START DATA EXTRACTS

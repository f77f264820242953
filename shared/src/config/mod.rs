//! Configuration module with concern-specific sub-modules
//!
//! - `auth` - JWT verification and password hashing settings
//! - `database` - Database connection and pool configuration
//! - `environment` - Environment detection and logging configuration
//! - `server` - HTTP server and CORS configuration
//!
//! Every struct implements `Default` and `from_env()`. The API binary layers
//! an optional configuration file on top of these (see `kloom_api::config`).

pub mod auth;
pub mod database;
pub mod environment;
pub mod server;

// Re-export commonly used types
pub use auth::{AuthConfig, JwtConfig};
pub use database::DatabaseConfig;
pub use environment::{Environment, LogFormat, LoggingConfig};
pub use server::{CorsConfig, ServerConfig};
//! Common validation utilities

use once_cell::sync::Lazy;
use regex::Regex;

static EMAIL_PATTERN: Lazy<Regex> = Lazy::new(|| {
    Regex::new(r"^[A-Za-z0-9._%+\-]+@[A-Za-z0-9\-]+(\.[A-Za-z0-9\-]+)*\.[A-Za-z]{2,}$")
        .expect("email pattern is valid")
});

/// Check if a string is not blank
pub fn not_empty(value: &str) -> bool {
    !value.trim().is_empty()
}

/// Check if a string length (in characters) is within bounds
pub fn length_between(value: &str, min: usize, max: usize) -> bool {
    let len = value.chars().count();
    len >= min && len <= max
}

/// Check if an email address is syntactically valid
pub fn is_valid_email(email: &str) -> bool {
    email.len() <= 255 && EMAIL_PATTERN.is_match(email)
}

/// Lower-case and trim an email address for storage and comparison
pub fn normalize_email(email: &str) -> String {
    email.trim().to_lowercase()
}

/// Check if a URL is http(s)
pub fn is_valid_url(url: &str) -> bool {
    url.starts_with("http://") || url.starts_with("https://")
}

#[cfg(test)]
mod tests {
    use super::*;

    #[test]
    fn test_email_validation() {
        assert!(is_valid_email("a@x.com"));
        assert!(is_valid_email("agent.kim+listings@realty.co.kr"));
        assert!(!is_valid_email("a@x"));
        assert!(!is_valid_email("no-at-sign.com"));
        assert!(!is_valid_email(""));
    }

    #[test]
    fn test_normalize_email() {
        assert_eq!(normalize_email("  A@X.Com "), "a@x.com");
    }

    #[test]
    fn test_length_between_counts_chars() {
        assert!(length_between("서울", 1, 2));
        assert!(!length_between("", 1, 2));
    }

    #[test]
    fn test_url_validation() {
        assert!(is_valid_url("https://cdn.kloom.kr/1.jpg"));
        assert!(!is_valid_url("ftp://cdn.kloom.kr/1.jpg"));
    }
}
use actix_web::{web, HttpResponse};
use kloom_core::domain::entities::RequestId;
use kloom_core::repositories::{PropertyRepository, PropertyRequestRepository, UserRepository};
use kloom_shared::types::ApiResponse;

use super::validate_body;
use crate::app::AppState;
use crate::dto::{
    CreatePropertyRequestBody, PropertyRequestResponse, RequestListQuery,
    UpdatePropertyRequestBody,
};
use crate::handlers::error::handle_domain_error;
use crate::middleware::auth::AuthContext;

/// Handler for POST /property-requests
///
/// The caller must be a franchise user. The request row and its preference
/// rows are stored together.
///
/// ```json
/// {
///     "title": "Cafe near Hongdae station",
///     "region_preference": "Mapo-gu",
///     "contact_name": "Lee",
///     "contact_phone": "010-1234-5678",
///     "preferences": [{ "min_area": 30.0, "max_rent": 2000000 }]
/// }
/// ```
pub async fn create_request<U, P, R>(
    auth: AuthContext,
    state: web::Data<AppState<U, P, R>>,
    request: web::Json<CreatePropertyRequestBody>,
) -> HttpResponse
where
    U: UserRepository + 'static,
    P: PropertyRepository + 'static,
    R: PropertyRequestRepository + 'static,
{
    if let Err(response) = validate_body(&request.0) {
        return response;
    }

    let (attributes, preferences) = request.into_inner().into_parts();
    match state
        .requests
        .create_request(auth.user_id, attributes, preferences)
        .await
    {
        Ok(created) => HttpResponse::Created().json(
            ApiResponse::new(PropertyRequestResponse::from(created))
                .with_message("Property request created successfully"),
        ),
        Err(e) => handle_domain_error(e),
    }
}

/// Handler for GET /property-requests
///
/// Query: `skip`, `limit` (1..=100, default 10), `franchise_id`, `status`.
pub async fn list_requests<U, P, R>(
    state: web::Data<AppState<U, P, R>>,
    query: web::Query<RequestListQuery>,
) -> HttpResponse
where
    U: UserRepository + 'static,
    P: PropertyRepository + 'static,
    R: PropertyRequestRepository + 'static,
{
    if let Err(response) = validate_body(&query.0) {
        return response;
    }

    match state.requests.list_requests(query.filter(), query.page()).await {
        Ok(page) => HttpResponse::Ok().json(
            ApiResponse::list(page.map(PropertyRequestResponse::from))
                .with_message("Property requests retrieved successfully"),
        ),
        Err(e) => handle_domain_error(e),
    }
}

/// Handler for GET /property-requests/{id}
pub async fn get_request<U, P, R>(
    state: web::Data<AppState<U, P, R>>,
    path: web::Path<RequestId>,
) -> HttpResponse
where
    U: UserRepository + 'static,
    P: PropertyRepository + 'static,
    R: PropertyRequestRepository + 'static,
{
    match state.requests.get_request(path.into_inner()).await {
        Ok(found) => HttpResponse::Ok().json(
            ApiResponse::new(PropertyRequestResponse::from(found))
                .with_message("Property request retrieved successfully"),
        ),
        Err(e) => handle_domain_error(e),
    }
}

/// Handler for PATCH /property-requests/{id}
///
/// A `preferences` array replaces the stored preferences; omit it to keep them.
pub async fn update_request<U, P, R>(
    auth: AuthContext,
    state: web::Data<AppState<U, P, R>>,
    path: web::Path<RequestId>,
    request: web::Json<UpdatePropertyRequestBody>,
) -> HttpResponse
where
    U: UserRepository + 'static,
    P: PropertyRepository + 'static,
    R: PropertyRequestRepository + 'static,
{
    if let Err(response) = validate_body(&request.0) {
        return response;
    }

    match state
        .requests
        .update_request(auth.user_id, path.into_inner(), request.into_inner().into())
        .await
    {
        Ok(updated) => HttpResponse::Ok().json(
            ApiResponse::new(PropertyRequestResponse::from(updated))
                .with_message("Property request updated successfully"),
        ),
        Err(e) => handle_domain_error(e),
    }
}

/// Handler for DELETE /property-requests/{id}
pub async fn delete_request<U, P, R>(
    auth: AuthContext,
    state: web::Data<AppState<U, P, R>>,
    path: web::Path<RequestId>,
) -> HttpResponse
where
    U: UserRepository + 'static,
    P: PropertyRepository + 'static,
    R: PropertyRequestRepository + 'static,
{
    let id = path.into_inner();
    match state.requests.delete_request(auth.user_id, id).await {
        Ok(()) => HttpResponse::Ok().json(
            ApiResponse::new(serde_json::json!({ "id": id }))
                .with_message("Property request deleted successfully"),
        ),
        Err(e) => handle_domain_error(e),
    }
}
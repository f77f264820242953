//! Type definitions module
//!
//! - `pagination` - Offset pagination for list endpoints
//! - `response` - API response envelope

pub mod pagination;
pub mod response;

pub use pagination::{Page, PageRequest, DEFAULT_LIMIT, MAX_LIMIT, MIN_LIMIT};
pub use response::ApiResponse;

END DATA EXTRACTS
START DATA EXTRACTS

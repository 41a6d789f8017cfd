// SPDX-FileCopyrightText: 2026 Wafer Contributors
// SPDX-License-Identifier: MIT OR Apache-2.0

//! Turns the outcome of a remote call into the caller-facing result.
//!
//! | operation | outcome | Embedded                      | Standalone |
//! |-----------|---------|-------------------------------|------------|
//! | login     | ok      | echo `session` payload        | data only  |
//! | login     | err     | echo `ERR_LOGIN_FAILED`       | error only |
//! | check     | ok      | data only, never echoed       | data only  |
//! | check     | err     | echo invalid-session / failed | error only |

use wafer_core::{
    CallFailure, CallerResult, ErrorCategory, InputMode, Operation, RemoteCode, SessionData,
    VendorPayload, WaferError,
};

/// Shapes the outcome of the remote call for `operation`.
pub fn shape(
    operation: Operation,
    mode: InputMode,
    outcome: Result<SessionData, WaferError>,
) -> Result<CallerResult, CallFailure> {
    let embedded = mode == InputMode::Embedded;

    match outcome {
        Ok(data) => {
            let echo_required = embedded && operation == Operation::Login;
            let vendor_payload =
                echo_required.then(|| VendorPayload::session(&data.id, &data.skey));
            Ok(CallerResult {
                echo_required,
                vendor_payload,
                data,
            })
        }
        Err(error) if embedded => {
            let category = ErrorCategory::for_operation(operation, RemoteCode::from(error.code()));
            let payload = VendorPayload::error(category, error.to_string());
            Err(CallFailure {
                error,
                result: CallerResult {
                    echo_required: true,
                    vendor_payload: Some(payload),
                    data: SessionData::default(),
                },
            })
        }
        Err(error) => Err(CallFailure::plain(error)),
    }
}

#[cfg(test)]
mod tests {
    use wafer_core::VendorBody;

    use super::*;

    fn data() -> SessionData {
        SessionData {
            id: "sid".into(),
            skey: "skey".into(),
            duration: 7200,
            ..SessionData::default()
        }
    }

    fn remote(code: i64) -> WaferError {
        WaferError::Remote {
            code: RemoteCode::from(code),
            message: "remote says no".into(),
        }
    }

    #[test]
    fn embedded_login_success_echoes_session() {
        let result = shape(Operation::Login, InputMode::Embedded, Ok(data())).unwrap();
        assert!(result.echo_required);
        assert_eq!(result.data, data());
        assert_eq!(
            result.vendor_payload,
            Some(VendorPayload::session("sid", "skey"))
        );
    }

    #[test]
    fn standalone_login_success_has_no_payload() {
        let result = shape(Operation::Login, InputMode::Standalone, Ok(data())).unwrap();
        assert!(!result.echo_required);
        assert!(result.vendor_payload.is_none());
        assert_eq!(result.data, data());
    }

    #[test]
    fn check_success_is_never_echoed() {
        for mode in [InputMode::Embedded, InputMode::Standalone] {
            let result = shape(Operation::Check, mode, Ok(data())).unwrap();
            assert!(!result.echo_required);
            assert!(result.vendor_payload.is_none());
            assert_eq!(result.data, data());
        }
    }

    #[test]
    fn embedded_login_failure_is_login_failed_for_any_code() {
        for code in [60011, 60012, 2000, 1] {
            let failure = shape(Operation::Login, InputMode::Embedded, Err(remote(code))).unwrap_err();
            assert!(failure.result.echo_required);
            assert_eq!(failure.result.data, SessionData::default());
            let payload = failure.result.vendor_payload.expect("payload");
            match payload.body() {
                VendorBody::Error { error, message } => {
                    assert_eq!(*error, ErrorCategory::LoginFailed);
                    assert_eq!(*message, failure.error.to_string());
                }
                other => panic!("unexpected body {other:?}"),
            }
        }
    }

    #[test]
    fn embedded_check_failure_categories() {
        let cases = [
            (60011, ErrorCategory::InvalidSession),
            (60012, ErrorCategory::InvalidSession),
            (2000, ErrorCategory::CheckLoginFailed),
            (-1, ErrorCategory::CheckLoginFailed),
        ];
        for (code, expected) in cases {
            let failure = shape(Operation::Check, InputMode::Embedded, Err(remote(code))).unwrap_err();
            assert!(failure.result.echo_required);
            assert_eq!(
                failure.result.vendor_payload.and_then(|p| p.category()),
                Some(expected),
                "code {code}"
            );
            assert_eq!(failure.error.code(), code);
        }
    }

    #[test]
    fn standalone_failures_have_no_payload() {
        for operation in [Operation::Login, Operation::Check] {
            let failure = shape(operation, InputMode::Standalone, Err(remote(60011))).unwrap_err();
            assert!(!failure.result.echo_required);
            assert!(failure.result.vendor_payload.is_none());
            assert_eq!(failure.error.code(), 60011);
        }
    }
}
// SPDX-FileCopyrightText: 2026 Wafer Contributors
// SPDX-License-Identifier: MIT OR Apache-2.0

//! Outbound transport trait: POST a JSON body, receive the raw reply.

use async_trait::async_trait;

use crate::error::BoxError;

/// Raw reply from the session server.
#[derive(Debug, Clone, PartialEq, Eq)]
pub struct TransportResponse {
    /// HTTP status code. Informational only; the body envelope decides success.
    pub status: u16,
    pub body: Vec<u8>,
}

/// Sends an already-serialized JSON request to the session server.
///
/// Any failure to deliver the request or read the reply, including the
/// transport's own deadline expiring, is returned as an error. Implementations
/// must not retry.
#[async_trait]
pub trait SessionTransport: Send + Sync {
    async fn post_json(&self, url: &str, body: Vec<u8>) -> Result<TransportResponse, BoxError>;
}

END DATA EXTRACTS

WHAT TO DO :: The reply is a bare number, the count of lines in these entries that hold the word "https".

SOLUTION FOR THIS EXERCISE :: 2